4. Benchmark Results

This section analyzes the query results from the best run of the three sets of 22 TPC-H queries. The difference in the three query runs was usually minimal (< 5%).

Legend: 

Query 1 is the only query that uses only Sum, Average, and Count. Azure SQL DW was progressively faster as nodes were added, with performance ranging from 1.93 to 2.81 times faster than Redshift. Query 2 was one of two queries that contained a Min/Max. Azure SQL DW was, on average, nearly twice as fast as Redshift.
TPC-H query 3 was close to the overall average performance advantage that Azure SQL DW had over Redshift in all the queries (1.49 and 1.67 times faster). Query 4, with a subquery and a count, had the best relative query performance for Azure SQL DW, outperforming Redshift by nearly 5 times on average across the three-node configurations.
Query 5, which only employs a sum aggregation, favored Azure SQL DW as well. The simple SUM of Query 6 was another high relative performer for Azure SQL DW, outperforming Redshift by over 4 times on average across the three-node configurations.
Although Azure SQL DW outperformed Redshift by nearly 2 times on average across the three-node configurations, at 60 nodes Redshift had a 20% better query performance. For Query 8, Redshift was 21% faster at 10 nodes, and Azure SQL DW was 11% and 5% faster at 30 and 60 nodes respectively. This query performance was one of the closest Redshift got to Azure SQL DW performance, which was only 32% faster on average across the three-node configurations.
In Query 9 (sub-select and a sum operation) Azure SQL DW’s performance was roughly twice as fast. Query 10 uniquely has a Sum and a Top/Limit. The query was close to the overall average performance advantage that Azure SQL DW had over Redshift in the queries (1.57 to 1.67 times faster).
Query 11 (another sub-select and a sum operation) saw performance favoring Azure SQL DW. Query 12, another simple SUM, was another plus performance query for Azure SQL DW, with Azure SQL DW outperforming Redshift by over 2 times on average across the three-node configurations.
Query 13 is the only TPC-H query with an explicit JOIN. Azure SQL DW was twice as fast on average. For Query 14, Redshift was 28% faster at 10 nodes, and Azure SQL DW was 23% and 37% faster at 30 and 60 nodes respectively. This query was one of the closest Redshift got to Azure SQL DW performance although Azure SQL DW was 44% faster on average across the three-node configurations.
Query 15 showed Azure SQL DW to be roughly 20% faster across all node counts. For Query 16, Redshift outperformed Azure SQL DW across all node configurations, nearly doubling Azure SQL DW performance.
Conversely, Azure SQL DW nearly doubles Redshift performance across the board for Query 17. Query 18 saw mixed results with Azure SQL Server leading in 2 out of 3.
Query 19 was another strong performer for Azure SQL DW, with 3.7, 3.0 and 5.2 times Redshift performance across the node configurations. Query 20 showed Azure SQL DW to be twice as fast or faster.
Query 21 showed Azure SQL DW between 30% and 50% faster. Query 22 was close but Redshift outperformed Azure SQL DW in 2 of the 3 configurations.

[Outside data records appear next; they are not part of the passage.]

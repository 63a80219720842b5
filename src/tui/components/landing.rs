//! # Landing Page Component
//!
//! Shown at `/` before signing in, plus the small full-screen notices
//! (session restore in progress, unknown route).

use ratatui::Frame;
use ratatui::layout::{Alignment, Constraint, Flex, Layout, Rect};
use ratatui::style::{Color, Modifier, Style};
use ratatui::text::{Line, Span};
use ratatui::widgets::Paragraph;

use crate::tui::component::Component;

const SPINNER: [&str; 8] = ["⠋", "⠙", "⠹", "⠸", "⠼", "⠴", "⠦", "⠧"];

pub struct LandingPage;

impl Component for LandingPage {
    fn render(&mut self, frame: &mut Frame, area: Rect) {
        let lines = vec![
            Line::from(Span::styled(
                "Copilot Chat",
                Style::default().fg(Color::Cyan).add_modifier(Modifier::BOLD),
            )),
            Line::from(Span::styled(
                format!("v{}", env!("CARGO_PKG_VERSION")),
                Style::default().fg(Color::DarkGray),
            )),
            Line::raw(""),
            Line::raw("Real-time one-to-one messaging with an AI writing copilot."),
            Line::raw(""),
            Line::from(vec![
                Span::styled(
                    "Enter",
                    Style::default()
                        .fg(Color::Yellow)
                        .add_modifier(Modifier::BOLD),
                ),
                Span::raw(" sign in   "),
                Span::styled("r", Style::default().fg(Color::Yellow).add_modifier(Modifier::BOLD)),
                Span::raw(" create account   "),
                Span::styled("q", Style::default().fg(Color::Yellow).add_modifier(Modifier::BOLD)),
                Span::raw(" quit"),
            ]),
        ];
        render_centered(frame, area, lines);
    }
}

/// Spinner while the stored session is being restored.
pub struct LoadingScreen {
    pub frame_index: usize,
}

impl Component for LoadingScreen {
    fn render(&mut self, frame: &mut Frame, area: Rect) {
        let spinner = SPINNER[self.frame_index % SPINNER.len()];
        let lines = vec![Line::from(vec![
            Span::styled(spinner, Style::default().fg(Color::Cyan)),
            Span::raw(" Restoring your session…"),
        ])];
        render_centered(frame, area, lines);
    }
}

pub struct NotFoundScreen;

impl Component for NotFoundScreen {
    fn render(&mut self, frame: &mut Frame, area: Rect) {
        let lines = vec![
            Line::from(Span::styled(
                "404",
                Style::default().fg(Color::Red).add_modifier(Modifier::BOLD),
            )),
            Line::raw("Oops! Page not found"),
            Line::styled(
                "Press Enter to return home.",
                Style::default().fg(Color::DarkGray),
            ),
        ];
        render_centered(frame, area, lines);
    }
}

fn render_centered(frame: &mut Frame, area: Rect, lines: Vec<Line<'static>>) {
    let [middle] = Layout::vertical([Constraint::Length(lines.len() as u16)])
        .flex(Flex::Center)
        .areas(area);
    frame.render_widget(Paragraph::new(lines).alignment(Alignment::Center), middle);
}
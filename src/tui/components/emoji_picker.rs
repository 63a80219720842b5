//! # Emoji Picker Overlay
//!
//! A small grid above the composer. Arrows move the highlight, Enter
//! inserts the emoji at the end of the draft, Esc closes.
//!
//! Persistent state is `core::emoji::EmojiPicker` (it only holds the
//! cursor); this wrapper is created per frame.

use ratatui::Frame;
use ratatui::layout::Rect;
use ratatui::style::{Color, Modifier, Style};
use ratatui::text::{Line, Span};
use ratatui::widgets::{Block, BorderType, Clear, Paragraph};

use crate::core::emoji::{COLUMNS, Direction, EmojiPicker, PALETTE};
use crate::tui::component::{Component, EventHandler};
use crate::tui::event::TuiEvent;

/// Columns each cell takes: a wide glyph plus padding.
const CELL_WIDTH: u16 = 4;

/// Events emitted by the picker.
#[derive(Debug, Clone, Copy, PartialEq, Eq)]
pub enum EmojiEvent {
    Pick,
    Dismiss,
}

impl EventHandler for EmojiPicker {
    type Event = EmojiEvent;

    fn handle_event(&mut self, event: &TuiEvent) -> Option<Self::Event> {
        match event {
            TuiEvent::CursorUp => self.step(Direction::Up),
            TuiEvent::CursorDown => self.step(Direction::Down),
            TuiEvent::CursorLeft => self.step(Direction::Left),
            TuiEvent::CursorRight => self.step(Direction::Right),
            TuiEvent::Submit => return Some(EmojiEvent::Pick),
            TuiEvent::Escape | TuiEvent::Ctrl('e') => return Some(EmojiEvent::Dismiss),
            _ => {}
        }
        None
    }
}

pub struct EmojiGrid<'a> {
    picker: &'a EmojiPicker,
}

impl<'a> EmojiGrid<'a> {
    pub fn new(picker: &'a EmojiPicker) -> Self {
        Self { picker }
    }

    /// Overlay size: the grid plus borders.
    pub fn size() -> (u16, u16) {
        let rows = PALETTE.len().div_ceil(COLUMNS) as u16;
        (COLUMNS as u16 * CELL_WIDTH + 2, rows + 2)
    }
}

impl Component for EmojiGrid<'_> {
    fn render(&mut self, frame: &mut Frame, area: Rect) {
        let lines: Vec<Line> = PALETTE
            .chunks(COLUMNS)
            .enumerate()
            .map(|(row, chunk)| {
                let spans: Vec<Span> = chunk
                    .iter()
                    .enumerate()
                    .map(|(col, emoji)| {
                        let index = row * COLUMNS + col;
                        let style = if index == self.picker.cursor() {
                            Style::default()
                                .bg(Color::Cyan)
                                .add_modifier(Modifier::BOLD)
                        } else {
                            Style::default()
                        };
                        Span::styled(format!(" {emoji} "), style)
                    })
                    .collect();
                Line::from(spans)
            })
            .collect();

        let block = Block::bordered()
            .border_type(BorderType::Rounded)
            .border_style(Style::default().fg(Color::Yellow))
            .title(" Emoji (Enter to insert, Esc to close) ");
        frame.render_widget(Clear, area);
        frame.render_widget(Paragraph::new(lines).block(block), area);
    }
}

Overall, the relative performance advantage of Azure SQL DW over Redshift did not change much based on whether the node count was 10, 30, or 60. Azure SQL DW was 1.70, 1.83, and 1.67 times as fast on average on 10, 30, and 60 nodes, respectively. Overall, the performance advantage was 1.67 times faster.

Azure SQL DW outperformed Redshift in 56 of the 66 queries, while Redshift outperformed Azure SQL DW in 4 (of 22) queries at 10 nodes, 2 (of 22) queries at 30 nodes and 4 (of 22) queries at 60 nodes.

Specific elements in the query produced the following performance advantages for Azure SQL DW:

SQL Element Performance Advantage (Azure SQL DW x faster)
Min/Max 1.14
Average 1.97
Count 1.36
Top/Limit 1.44

5. Price Per Performance

To measure price-performance, we used the TPC-H metric of cost of ownership divided by composite query per hour. If you contiguously ran all 22 of these queries on the platforms to completion of the set, the cost at an hourly basis is indicated in the chart below. Azure SQL DW provided consistently better price-performance in our queries.

 

6. Conclusion

Cloud databases are a way to avoid large capital expenditures, provision quickly, and provide performance at scale for advanced analytic queries in the enterprise. Relational databases with analytic capabilities continue to support the advanced analytic workloads of the organization with performance, scale, and concurrency. In a representative set of corporate-complex queries from the well-known TPC-H, Azure SQL Data Warehouse consistently outperformed Redshift.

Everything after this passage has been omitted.